It is a question I think we as clergy and as congregations need to wrestle with more deeply: who cares?
Who cares, indeed?
In many congregations, it is assumed that the primary caregiver for people is the pastor. When people are troubled, they go to the pastor. When people are having surgery or they end up in the hospital, the pastor is supposed to visit. When someone loses a loved one, the pastor is there at the death, at the funeral preparation, calls numerous times afterward, and checks in on important dates: Christmas, Easter, a year after the death. When a member has cancer, the pastor is supposed to call, text, write, email on a regular basis to check in. If someone misses church a couple Sundays in a row, the pastor should call upon that person to see what is going on. And the list goes on.
Mind you, this isn't a bad thing. I am not trying to get into a bad versus good argument over this, but what I would like to suggest is a good versus better approach.
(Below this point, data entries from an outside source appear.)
//! Maps `ProxyError` onto the API's JSON error envelope and HTTP status.

use axum::http::StatusCode;
use axum::response::{IntoResponse, Response};
use axum::Json;
use mitmkit_core::ProxyError;
use serde::Serialize;

#[derive(Serialize)]
struct ErrorBody {
    error: String,
}

pub struct ApiError(pub ProxyError);

impl From<ProxyError> for ApiError {
    fn from(err: ProxyError) -> Self {
        Self(err)
    }
}

impl IntoResponse for ApiError {
    fn into_response(self) -> Response {
        let status =
            StatusCode::from_u16(self.0.status_code()).unwrap_or(StatusCode::INTERNAL_SERVER_ERROR);
        let body = ErrorBody {
            error: self.0.to_string(),
        };
        (status, Json(body)).into_response()
    }
}
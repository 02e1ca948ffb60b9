//! Error taxonomy shared by every layer of mitmkit, realizing the
//! proxy/scan error kinds as a single enum with an HTTP status mapping.

use thiserror::Error;

/// Errors surfaced by the canonicalizer, replay engine, scanner, proxy
/// transport, and storage layer.
#[derive(Debug, Error)]
pub enum ProxyError {
    #[error("invalid request: {0}")]
    InvalidRequest(String),

    #[error("failed to parse form data: {0}")]
    ParseFormData(String),

    #[error("failed to parse proxied request: {0}")]
    ParseRequest(String),

    #[error("internal error: {0}")]
    Internal(String),

    #[error("failed to marshal json: {0}")]
    JsonMarshal(#[from] serde_json::Error),

    #[error("failed to serve CONNECT tunnel: {0}")]
    ServingConnect(String),

    #[error("failed to send upstream request: {0}")]
    SendingRequest(String),

    #[error("failed to parse upstream response: {0}")]
    ParsingResponse(String),

    #[error("failed to serve response to client: {0}")]
    ServingResponse(String),

    #[error("failed to save response: {0}")]
    SavingResponse(String),

    #[error("request not found: {0}")]
    NotFound(String),

    #[error("operation cancelled")]
    Cancelled,
}

impl ProxyError {
    /// HTTP status to use when this error crosses the API boundary, per
    /// the error taxonomy table.
    pub fn status_code(&self) -> u16 {
        match self {
            ProxyError::InvalidRequest(_) => 400,
            ProxyError::ParseFormData(_) => 400,
            ProxyError::ParseRequest(_) => 400,
            ProxyError::NotFound(_) => 404,
            ProxyError::Cancelled => 499,
            ProxyError::Internal(_)
            | ProxyError::JsonMarshal(_)
            | ProxyError::ServingConnect(_)
            | ProxyError::SendingRequest(_)
            | ProxyError::ParsingResponse(_)
            | ProxyError::ServingResponse(_)
            | ProxyError::SavingResponse(_) => 500,
        }
    }
}

/// Result type used throughout mitmkit's core operations.
pub type ProxyResult<T> = Result<T, ProxyError>;

#[cfg(test)]
mod tests {
    use super::*;

    #[test]
    fn status_codes_match_taxonomy() {
        assert_eq!(ProxyError::InvalidRequest("x".into()).status_code(), 400);
        assert_eq!(ProxyError::NotFound("x".into()).status_code(), 404);
        assert_eq!(ProxyError::Cancelled.status_code(), 499);
        assert_eq!(ProxyError::Internal("x".into()).status_code(), 500);
        assert_eq!(ProxyError::SendingRequest("x".into()).status_code(), 500);
    }
}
In the above scenario, the pastor basically functions as a congregation's chaplain offering care and concern for his/her members. This works pretty well for smaller congregations, but as congregation's grow, problems occur, mainly: the pastor is simply incapable of caring for so many people. More and more things pile up. More and more people have need. The calendar becomes overwhelmed, and, even worse, the pastor becomes emotionally overwhelmed. With so many people to care for with so many varied issues and difficulties, the pastor eventually hits emotional overload--no matter how good he or she is with caring for him/herself.
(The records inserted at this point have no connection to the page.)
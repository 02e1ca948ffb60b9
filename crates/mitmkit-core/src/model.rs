//! Canonical data model: `HttpRequest`, `HttpResponse`, and the
//! insertion-order-preserving multimap they're built from.

use serde::{Deserialize, Serialize};
use std::collections::HashMap;

/// A key -> ordered list of values map that preserves the order in which
/// values were first appended for a given key, and the order in which keys
/// were first seen. Headers, query params and form params all need this:
/// a wire request can repeat a header name, and the replay path must
/// reproduce the same multi-value order it was canonicalized from.
#[derive(Debug, Clone, Default, PartialEq, Eq, Serialize, Deserialize)]
pub struct OrderedMultiMap {
    entries: Vec<(String, Vec<String>)>,
}

impl OrderedMultiMap {
    pub fn new() -> Self {
        Self::default()
    }

    pub fn is_empty(&self) -> bool {
        self.entries.is_empty()
    }

    pub fn len(&self) -> usize {
        self.entries.len()
    }

    /// Append a single value under `key`, creating the key's entry if this
    /// is the first value seen for it.
    pub fn append(&mut self, key: impl Into<String>, value: impl Into<String>) {
        let key = key.into();
        if let Some((_, values)) = self.entries.iter_mut().find(|(k, _)| k == &key) {
            values.push(value.into());
        } else {
            self.entries.push((key, vec![value.into()]));
        }
    }

    /// Replace the entire value list for `key`, preserving its position if
    /// the key already existed, appending otherwise.
    pub fn set(&mut self, key: impl Into<String>, values: Vec<String>) {
        let key = key.into();
        if let Some(entry) = self.entries.iter_mut().find(|(k, _)| k == &key) {
            entry.1 = values;
        } else {
            self.entries.push((key, values));
        }
    }

    pub fn get(&self, key: &str) -> Option<&[String]> {
        self.entries
            .iter()
            .find(|(k, _)| k == key)
            .map(|(_, v)| v.as_slice())
    }

    pub fn contains_key(&self, key: &str) -> bool {
        self.entries.iter().any(|(k, _)| k == key)
    }

    pub fn keys(&self) -> impl Iterator<Item = &str> {
        self.entries.iter().map(|(k, _)| k.as_str())
    }

    pub fn iter(&self) -> impl Iterator<Item = (&str, &[String])> {
        self.entries.iter().map(|(k, v)| (k.as_str(), v.as_slice()))
    }

    /// Build a witness map containing only the listed keys, in the order
    /// they appear in `self`.
    pub fn retain_keys(&self, keys: impl IntoIterator<Item = String>) -> Self {
        let wanted: Vec<String> = keys.into_iter().collect();
        let entries = self
            .entries
            .iter()
            .filter(|(k, _)| wanted.contains(k))
            .cloned()
            .collect();
        Self { entries }
    }
}

impl FromIterator<(String, Vec<String>)> for OrderedMultiMap {
    fn from_iter<T: IntoIterator<Item = (String, Vec<String>)>>(iter: T) -> Self {
        let mut map = Self::new();
        for (k, v) in iter {
            map.set(k, v);
        }
        map
    }
}

/// The canonical, stored form of a proxied HTTP request.
#[derive(Debug, Clone, Default, PartialEq, Eq, Serialize, Deserialize)]
pub struct HttpRequest {
    #[serde(default, skip_serializing_if = "Option::is_none")]
    pub id: Option<String>,
    pub proto: String,
    pub scheme: String,
    pub method: String,
    pub host: String,
    pub port: String,
    pub path: String,
    pub headers: OrderedMultiMap,
    pub get_params: OrderedMultiMap,
    pub post_params: OrderedMultiMap,
    pub cookies: HashMap<String, String>,
    #[serde(with = "body_as_base64")]
    pub body: Vec<u8>,
}

impl HttpRequest {
    /// `host:port`, used to dial the origin.
    pub fn full_host(&self) -> String {
        format!("{}:{}", self.host, self.port)
    }

    pub fn url(&self) -> String {
        format!("{}://{}{}", self.scheme, self.full_host(), self.path)
    }
}

/// The canonical, stored form of an origin's HTTP response.
#[derive(Debug, Clone, Default, PartialEq, Eq, Serialize, Deserialize)]
pub struct HttpResponse {
    #[serde(default, skip_serializing_if = "Option::is_none")]
    pub id: Option<String>,
    pub request_id: String,
    pub code: u16,
    pub status_message: String,
    pub headers: OrderedMultiMap,
    pub body: String,
}

/// Bodies are arbitrary bytes but the record is JSON; store them base64,
/// the same way the redirector crate base64-encodes captured frames for
/// its IPC channel.
mod body_as_base64 {
    use base64::{engine::general_purpose::STANDARD, Engine as _};
    use serde::{Deserialize, Deserializer, Serialize, Serializer};

    pub fn serialize<S: Serializer>(bytes: &[u8], s: S) -> Result<S::Ok, S::Error> {
        STANDARD.encode(bytes).serialize(s)
    }

    pub fn deserialize<'de, D: Deserializer<'de>>(d: D) -> Result<Vec<u8>, D::Error> {
        let encoded = String::deserialize(d)?;
        STANDARD.decode(&encoded).map_err(serde::de::Error::custom)
    }
}

#[cfg(test)]
mod tests {
    use super::*;

    #[test]
    fn ordered_multimap_preserves_insertion_order() {
        let mut map = OrderedMultiMap::new();
        map.append("x", "1");
        map.append("y", "2");
        map.append("x", "3");
        assert_eq!(map.keys().collect::<Vec<_>>(), vec!["x", "y"]);
        assert_eq!(map.get("x"), Some(&["1".to_string(), "3".to_string()][..]));
    }

    #[test]
    fn retain_keys_keeps_relative_order() {
        let mut map = OrderedMultiMap::new();
        map.append("a", "1");
        map.append("b", "2");
        map.append("c", "3");
        let witness = map.retain_keys(["c".to_string(), "a".to_string()]);
        assert_eq!(witness.keys().collect::<Vec<_>>(), vec!["a", "c"]);
    }

    #[test]
    fn body_roundtrips_through_json() {
        let req = HttpRequest {
            body: b"hello world".to_vec(),
            ..Default::default()
        };
        let json = serde_json::to_string(&req).unwrap();
        let back: HttpRequest = serde_json::from_str(&json).unwrap();
        assert_eq!(back.body, b"hello world");
    }
}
And even in smaller congregations, while this works, I am not convinced it is the best model of care and concern. Why?
Generally this: in those congregations, the pastor becomes the "glue" that holds the congregation together. People have a relationship with the pastor, but not necessarily with one another. And that brings me to an important point: what happens to that congregation should the pastor take another call or retire? If he/she is the glue that holds things together, what happens when the glue is gone? The results aren't necessarily pretty. In fact, you will see many congregations experience a drop in worship attendance and giving when the pastor leaves. This is not the healthiest thing in my estimation.
So, what model might be better?
First of all, I think there are some things that clergy must keep in mind and practice and then things congregations should keep in mind and practice.
First, I think those of us who are clergy need to remember our job is not to bind a congregation together by having people have a relationship with us. Far from it. I believe our job is to help people connect with God the Father, Son and Holy Spirit. Sure, it's nice to get strokes when people tell us how much they appreciate us and like us. It's nice to hear, "I am so thankful for all that you have done." To a person who generally cares for others, these things touch a soul very deeply. However, if people are simply enjoying their relationship with you, are they growing in their walks of faith? Are they coming in contact with the God who works through you? That is another question entirely, and it is one I wrestle with constantly. As much as I like to be liked, I have become convinced that people don't need a relationship with me nearly as much as they need a relationship with Christ. He alone brings the peace that passes all understanding. He alone brings healing. He alone brings transformation. If folks are not experiencing such things, perhaps it is because we are in the way.
Second, I think a much better model for congregations to follow is care and concern for each other. When a pastor cares for members, one person essentially is the care giver. When people care for one another, well, that's a whole other ball of wax--a very powerful ball of wax. Suddenly, it's not the pastor alone who is showing compassion, concern, and mercy--to those he or she agrees and doesn't agree with--instead, a whole body of people begin to care about one another--they truly have compassion, concern, and mercy for one another. Suddenly, it's not one person alone trying to model the love of God for others, it's an entire group of people; and while God can certainly make a difference with one person, He can reach more people through the acts of others.
Furthermore, when people genuinely care for each other, the pastor no longer becomes the bonding mechanism for a congregation. People's relationship with God and with each other form that bond. Ideally, when the pastor leaves or retires, not much changes because the compassion and care is not dependent upon the pastor--it's shown with or without him/her.
When people show such care and concern for each other, no one feels left out. No one feels isolated. No one feels demeaned or unimportant. A congregation might hold a belief or policy that people do not agree with, but because of the love that people show towards one another, such things do not take on the utmost importance.
I am convinced that when people care for one another and are not dependent upon the pastor for such care, great things happen in congregations.
Who cares about such things?
I do. For I long to see congregations thriving and showing God's love--sharing the Gospel because they know the difference a relationship with Christ can bring. I long to see congregations thriving in a culture which a times is openly hostile to public faith. I long to see congregations full of joy and hope and people who smile and laugh with one another.
I simply cannot make people do these things.
All I can and will do is preach the Good News and hope that Christ transforms communities into such places of care and compassion.